_PROBLEM REQUIREMENTS_: Every line in the records below that holds the word "cannot" is to be copied.

Saved data entries
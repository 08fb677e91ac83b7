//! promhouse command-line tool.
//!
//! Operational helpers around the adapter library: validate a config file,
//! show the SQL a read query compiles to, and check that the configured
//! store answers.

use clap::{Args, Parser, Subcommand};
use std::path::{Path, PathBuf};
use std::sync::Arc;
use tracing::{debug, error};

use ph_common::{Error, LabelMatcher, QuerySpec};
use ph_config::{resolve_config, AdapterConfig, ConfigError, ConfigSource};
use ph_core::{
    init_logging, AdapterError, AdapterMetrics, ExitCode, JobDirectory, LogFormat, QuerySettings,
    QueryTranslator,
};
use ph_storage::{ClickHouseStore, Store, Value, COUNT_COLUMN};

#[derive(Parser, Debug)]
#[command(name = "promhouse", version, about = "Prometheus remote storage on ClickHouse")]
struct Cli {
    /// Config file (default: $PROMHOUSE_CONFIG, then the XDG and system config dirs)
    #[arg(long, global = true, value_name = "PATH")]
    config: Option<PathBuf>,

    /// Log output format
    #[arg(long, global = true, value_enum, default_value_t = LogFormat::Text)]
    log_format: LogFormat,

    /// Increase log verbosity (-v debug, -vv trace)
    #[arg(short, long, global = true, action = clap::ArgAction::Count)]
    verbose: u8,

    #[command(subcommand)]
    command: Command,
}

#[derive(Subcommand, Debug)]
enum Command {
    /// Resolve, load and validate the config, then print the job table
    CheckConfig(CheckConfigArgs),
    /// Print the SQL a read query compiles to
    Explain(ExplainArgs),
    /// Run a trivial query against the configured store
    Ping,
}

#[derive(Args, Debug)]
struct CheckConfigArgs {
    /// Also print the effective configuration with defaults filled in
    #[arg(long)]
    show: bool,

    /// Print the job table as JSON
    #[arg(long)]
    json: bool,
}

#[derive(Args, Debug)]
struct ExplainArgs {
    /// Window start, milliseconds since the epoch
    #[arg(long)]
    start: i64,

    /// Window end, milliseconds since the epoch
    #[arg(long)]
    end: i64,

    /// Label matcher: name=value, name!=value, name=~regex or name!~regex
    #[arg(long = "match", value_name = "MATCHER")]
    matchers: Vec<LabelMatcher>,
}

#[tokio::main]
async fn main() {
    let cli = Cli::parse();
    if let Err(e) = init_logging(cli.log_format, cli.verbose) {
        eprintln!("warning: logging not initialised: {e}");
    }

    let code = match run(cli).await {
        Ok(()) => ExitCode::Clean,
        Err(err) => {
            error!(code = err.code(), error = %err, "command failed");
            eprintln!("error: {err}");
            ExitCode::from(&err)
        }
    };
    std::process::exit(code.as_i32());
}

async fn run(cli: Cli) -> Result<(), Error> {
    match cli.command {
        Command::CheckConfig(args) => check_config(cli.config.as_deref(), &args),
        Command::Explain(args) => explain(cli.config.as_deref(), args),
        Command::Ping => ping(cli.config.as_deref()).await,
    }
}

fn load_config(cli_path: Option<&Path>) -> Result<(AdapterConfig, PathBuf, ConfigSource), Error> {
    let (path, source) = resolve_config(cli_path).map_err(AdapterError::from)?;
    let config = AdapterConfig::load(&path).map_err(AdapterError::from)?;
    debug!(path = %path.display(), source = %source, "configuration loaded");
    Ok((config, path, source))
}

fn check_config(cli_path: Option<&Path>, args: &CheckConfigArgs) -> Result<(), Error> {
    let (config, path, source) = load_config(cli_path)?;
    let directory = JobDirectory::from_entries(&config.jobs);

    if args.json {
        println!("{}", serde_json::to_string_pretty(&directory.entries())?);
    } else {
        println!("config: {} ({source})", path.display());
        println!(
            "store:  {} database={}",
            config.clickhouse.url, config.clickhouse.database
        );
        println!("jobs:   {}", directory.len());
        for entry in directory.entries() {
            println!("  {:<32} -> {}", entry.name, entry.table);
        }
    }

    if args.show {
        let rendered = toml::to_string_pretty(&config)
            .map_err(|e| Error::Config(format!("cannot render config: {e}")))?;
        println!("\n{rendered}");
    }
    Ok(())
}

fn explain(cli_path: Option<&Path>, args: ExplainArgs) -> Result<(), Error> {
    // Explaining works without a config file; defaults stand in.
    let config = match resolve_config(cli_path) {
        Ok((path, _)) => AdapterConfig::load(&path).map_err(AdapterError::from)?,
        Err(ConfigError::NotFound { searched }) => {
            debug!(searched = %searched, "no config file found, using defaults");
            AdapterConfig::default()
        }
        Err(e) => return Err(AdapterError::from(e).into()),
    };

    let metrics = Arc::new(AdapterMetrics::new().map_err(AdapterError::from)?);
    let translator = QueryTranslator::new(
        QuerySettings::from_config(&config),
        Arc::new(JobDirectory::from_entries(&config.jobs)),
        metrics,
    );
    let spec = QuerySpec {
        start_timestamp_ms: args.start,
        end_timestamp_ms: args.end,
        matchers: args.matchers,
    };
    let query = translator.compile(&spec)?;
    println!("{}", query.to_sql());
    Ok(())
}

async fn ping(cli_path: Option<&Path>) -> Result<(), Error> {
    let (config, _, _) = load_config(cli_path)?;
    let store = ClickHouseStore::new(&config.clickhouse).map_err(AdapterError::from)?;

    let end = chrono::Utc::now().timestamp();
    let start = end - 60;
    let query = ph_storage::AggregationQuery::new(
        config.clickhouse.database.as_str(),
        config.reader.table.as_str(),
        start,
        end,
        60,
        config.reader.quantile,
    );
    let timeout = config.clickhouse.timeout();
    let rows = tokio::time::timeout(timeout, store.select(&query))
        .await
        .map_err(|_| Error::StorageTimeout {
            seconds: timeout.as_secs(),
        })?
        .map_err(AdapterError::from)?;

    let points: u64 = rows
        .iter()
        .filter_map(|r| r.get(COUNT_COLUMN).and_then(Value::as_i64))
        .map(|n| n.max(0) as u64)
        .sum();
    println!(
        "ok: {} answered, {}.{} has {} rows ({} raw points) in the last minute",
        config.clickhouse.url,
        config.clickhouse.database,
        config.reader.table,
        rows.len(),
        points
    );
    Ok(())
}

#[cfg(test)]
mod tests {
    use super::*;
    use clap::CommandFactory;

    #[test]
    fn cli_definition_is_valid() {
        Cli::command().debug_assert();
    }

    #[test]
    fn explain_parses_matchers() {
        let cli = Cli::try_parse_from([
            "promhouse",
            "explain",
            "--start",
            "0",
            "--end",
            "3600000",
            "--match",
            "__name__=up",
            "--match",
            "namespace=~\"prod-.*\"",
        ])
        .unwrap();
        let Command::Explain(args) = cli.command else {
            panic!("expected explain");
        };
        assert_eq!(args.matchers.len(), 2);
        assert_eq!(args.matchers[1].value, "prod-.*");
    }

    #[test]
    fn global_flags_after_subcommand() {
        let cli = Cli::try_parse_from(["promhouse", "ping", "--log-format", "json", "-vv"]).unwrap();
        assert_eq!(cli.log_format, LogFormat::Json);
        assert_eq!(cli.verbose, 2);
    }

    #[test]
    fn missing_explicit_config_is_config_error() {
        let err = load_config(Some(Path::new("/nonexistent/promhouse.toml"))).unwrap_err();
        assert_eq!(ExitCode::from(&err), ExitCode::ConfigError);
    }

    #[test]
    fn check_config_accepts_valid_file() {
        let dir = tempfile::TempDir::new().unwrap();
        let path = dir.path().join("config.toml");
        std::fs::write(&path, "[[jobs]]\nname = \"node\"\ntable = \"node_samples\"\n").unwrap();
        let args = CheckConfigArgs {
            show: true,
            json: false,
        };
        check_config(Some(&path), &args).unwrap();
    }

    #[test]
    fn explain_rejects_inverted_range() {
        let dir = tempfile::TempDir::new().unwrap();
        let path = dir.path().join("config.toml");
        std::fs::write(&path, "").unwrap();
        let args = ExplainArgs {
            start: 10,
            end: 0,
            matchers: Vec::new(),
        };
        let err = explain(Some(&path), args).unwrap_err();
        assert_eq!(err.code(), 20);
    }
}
==
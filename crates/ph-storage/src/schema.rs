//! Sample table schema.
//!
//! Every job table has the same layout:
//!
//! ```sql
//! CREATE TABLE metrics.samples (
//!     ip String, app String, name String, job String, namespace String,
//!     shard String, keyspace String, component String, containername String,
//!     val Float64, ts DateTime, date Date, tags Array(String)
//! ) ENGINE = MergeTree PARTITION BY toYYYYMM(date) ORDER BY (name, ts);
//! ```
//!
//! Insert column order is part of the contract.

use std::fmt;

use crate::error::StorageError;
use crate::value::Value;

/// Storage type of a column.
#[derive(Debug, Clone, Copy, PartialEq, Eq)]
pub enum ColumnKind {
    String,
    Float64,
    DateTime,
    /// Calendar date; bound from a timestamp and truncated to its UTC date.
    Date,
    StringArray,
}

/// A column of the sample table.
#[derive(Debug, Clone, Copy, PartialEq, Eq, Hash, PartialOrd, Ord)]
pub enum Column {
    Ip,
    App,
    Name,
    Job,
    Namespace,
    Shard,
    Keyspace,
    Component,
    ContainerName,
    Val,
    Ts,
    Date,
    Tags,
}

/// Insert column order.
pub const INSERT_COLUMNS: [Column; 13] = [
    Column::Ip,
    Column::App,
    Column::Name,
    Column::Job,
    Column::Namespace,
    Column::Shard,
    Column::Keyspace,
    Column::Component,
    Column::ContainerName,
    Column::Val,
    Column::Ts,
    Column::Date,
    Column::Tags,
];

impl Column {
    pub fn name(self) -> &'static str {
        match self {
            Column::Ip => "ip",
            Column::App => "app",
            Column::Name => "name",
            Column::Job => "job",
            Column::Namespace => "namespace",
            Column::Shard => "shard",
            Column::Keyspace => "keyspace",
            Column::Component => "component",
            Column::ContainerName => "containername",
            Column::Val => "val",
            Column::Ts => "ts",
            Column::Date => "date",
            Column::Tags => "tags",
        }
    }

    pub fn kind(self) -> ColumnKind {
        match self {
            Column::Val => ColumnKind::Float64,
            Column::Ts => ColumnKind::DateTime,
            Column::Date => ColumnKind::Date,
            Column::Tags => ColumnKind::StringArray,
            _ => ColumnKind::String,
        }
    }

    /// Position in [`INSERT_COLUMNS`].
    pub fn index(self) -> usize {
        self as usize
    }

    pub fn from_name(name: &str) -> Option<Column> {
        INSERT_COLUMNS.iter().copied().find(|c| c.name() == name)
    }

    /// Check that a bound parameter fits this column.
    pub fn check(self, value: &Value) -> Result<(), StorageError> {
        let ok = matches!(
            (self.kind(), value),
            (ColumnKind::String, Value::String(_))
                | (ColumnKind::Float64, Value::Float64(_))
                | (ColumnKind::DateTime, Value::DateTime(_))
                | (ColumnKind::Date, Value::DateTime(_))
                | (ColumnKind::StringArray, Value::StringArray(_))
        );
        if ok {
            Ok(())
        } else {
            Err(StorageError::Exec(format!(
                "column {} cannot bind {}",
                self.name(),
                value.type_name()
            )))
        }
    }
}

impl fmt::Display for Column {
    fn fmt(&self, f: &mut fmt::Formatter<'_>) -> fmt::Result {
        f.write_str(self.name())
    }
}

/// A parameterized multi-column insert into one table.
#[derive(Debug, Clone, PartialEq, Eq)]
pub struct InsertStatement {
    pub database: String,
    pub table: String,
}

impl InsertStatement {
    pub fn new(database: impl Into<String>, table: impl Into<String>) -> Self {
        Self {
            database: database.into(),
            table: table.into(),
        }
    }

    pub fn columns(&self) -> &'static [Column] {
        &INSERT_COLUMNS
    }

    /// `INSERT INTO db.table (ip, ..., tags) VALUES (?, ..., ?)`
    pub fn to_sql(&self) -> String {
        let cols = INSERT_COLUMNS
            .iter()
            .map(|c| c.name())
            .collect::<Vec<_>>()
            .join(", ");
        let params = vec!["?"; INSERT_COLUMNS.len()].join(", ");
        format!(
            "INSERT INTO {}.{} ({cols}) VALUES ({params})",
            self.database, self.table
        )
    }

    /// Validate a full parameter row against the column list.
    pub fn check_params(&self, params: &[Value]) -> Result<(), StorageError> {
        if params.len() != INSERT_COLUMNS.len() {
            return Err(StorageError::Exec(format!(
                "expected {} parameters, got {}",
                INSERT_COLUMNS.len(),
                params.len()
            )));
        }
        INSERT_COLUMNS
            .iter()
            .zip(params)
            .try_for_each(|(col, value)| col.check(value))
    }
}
==
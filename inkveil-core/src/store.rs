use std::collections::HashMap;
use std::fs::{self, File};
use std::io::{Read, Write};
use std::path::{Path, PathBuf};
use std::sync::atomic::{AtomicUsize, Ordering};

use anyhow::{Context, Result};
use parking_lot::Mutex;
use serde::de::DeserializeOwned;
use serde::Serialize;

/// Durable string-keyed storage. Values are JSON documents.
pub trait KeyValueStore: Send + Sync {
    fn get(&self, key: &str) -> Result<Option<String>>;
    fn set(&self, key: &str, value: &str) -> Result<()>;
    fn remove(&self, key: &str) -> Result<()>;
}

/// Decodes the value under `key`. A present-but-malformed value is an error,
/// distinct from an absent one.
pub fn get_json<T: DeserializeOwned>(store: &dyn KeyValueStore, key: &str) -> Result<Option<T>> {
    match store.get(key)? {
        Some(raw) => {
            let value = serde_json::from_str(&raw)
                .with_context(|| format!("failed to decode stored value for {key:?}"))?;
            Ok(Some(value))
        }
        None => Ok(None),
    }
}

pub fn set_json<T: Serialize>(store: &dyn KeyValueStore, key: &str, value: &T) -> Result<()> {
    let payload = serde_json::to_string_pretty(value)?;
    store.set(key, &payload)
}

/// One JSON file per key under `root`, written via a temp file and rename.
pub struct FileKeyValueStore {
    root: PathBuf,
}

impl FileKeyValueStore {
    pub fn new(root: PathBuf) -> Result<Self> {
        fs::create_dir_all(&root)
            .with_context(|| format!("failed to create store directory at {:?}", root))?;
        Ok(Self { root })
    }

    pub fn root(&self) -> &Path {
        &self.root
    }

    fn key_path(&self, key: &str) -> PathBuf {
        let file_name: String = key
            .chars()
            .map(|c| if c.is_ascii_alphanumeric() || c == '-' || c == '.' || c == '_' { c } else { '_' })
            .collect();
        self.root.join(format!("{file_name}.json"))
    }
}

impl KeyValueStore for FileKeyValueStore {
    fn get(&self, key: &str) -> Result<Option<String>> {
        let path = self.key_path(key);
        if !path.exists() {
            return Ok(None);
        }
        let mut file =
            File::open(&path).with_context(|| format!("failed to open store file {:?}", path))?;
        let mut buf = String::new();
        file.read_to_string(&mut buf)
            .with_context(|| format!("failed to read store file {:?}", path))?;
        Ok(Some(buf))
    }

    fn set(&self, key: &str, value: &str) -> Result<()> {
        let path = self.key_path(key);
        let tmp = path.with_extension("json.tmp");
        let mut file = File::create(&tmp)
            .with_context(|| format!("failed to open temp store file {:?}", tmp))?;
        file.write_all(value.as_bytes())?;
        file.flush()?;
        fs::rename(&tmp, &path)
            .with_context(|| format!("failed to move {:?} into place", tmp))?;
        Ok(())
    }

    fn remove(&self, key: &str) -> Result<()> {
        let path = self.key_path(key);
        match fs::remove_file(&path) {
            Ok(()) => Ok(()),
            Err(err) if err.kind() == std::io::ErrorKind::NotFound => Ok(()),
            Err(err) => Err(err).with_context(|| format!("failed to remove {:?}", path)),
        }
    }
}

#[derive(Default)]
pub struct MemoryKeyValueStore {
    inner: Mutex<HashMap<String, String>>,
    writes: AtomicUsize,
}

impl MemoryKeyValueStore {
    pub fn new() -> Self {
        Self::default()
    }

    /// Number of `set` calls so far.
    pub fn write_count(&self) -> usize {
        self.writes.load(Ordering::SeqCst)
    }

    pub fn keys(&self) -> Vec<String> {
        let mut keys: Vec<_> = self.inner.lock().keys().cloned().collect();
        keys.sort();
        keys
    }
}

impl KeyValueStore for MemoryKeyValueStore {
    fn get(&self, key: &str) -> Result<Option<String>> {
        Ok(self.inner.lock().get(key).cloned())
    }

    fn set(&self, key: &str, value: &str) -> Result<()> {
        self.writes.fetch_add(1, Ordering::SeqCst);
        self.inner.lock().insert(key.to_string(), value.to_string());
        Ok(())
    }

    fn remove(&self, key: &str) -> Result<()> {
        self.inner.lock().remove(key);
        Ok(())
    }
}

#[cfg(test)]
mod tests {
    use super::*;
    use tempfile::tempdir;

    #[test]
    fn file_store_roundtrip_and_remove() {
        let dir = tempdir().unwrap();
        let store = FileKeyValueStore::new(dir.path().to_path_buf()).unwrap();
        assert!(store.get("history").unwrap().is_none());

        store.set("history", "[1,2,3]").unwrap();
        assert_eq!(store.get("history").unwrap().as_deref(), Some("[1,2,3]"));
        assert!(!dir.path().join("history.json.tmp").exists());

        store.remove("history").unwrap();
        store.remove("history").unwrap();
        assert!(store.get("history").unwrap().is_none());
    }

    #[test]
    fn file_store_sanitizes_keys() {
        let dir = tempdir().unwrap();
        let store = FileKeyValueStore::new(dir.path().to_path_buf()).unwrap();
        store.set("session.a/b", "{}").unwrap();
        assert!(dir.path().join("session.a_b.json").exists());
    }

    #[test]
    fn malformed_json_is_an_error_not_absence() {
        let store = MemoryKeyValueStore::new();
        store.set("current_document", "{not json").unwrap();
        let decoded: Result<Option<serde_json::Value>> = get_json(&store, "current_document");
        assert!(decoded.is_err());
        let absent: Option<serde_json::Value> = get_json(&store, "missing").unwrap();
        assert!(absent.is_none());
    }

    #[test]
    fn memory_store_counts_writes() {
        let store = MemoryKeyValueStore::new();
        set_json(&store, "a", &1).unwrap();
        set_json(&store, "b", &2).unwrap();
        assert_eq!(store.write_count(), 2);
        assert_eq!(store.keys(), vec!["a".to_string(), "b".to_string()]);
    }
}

_EXPECTED OUTPUT_:
            .map_err(|e| Error::Config(format!("cannot render config: {e}")))?;
                "column {} cannot bind {}",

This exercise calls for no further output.